→ **PROBLEM REQUIREMENTS**: Could you restate word for word every line of the records below, from the first one to the one holding "POST /api/chat/stream - Streaming"?
### INPUT MATERIAL ###
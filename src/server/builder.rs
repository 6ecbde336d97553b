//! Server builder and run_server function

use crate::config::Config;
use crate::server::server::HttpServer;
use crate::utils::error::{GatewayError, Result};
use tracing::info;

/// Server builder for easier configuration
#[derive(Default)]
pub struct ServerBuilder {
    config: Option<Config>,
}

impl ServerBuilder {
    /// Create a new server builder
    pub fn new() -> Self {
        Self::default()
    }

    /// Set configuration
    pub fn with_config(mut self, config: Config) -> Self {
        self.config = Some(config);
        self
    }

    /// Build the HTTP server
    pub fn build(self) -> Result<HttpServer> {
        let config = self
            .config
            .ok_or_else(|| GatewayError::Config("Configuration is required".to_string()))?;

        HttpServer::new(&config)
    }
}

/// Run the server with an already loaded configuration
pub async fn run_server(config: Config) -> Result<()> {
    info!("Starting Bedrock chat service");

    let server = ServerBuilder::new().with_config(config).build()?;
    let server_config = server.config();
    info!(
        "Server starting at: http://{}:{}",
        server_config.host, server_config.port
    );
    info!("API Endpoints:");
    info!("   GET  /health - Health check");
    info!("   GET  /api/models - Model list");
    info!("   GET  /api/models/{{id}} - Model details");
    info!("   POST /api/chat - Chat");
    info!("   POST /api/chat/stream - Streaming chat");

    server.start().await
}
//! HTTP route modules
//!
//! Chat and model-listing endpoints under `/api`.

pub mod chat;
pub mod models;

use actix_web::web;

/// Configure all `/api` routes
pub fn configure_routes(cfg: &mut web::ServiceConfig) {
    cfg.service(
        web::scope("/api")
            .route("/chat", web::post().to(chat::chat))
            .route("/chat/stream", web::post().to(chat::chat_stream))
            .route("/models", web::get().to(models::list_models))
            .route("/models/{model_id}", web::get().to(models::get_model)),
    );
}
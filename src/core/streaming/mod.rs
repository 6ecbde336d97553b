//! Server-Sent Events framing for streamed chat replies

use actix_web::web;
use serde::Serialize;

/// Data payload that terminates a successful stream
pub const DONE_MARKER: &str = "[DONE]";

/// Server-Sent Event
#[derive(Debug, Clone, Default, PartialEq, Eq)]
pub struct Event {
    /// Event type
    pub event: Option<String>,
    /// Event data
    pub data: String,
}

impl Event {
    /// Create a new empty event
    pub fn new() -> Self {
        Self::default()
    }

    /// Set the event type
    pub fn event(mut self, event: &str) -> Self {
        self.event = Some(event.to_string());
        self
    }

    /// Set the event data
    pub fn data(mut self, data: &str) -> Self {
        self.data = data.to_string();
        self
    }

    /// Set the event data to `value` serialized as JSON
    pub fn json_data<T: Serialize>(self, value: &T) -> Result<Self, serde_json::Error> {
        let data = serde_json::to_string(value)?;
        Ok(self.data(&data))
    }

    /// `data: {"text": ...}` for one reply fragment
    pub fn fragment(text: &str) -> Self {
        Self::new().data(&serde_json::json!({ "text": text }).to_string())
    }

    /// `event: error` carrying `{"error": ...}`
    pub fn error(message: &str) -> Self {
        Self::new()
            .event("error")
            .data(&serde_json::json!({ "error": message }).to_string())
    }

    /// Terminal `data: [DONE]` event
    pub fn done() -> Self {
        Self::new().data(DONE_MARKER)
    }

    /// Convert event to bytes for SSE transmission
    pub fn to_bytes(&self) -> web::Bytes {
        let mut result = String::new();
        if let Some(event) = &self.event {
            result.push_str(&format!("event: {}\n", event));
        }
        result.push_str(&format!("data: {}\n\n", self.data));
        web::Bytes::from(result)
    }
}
###
→ **SOLUTION TO THE EXERCISE**:
filename src/server/builder.rs
repository 6ecbde336d97553b
//! Server builder and run_server function

use crate::config::Config;
use crate::server::server::HttpServer;
use crate::utils::error::{GatewayError, Result};
use tracing::info;

/// Server builder for easier configuration
#[derive(Default)]
pub struct ServerBuilder {
    config: Option<Config>,
}

impl ServerBuilder {
    /// Create a new server builder
    pub fn new() -> Self {
        Self::default()
    }

    /// Set configuration
    pub fn with_config(mut self, config: Config) -> Self {
        self.config = Some(config);
        self
    }

    /// Build the HTTP server
    pub fn build(self) -> Result<HttpServer> {
        let config = self
            .config
            .ok_or_else(|| GatewayError::Config("Configuration is required".to_string()))?;

        HttpServer::new(&config)
    }
}

/// Run the server with an already loaded configuration
pub async fn run_server(config: Config) -> Result<()> {
    info!("Starting Bedrock chat service");

    let server = ServerBuilder::new().with_config(config).build()?;
    let server_config = server.config();
    info!(
        "Server starting at: http://{}:{}",
        server_config.host, server_config.port
    );
    info!("API Endpoints:");
    info!("   GET  /health - Health check");
    info!("   GET  /api/models - Model list");
    info!("   GET  /api/models/{{id}} - Model details");
    info!("   POST /api/chat - Chat");
    info!("   POST /api/chat/stream - Streaming chat");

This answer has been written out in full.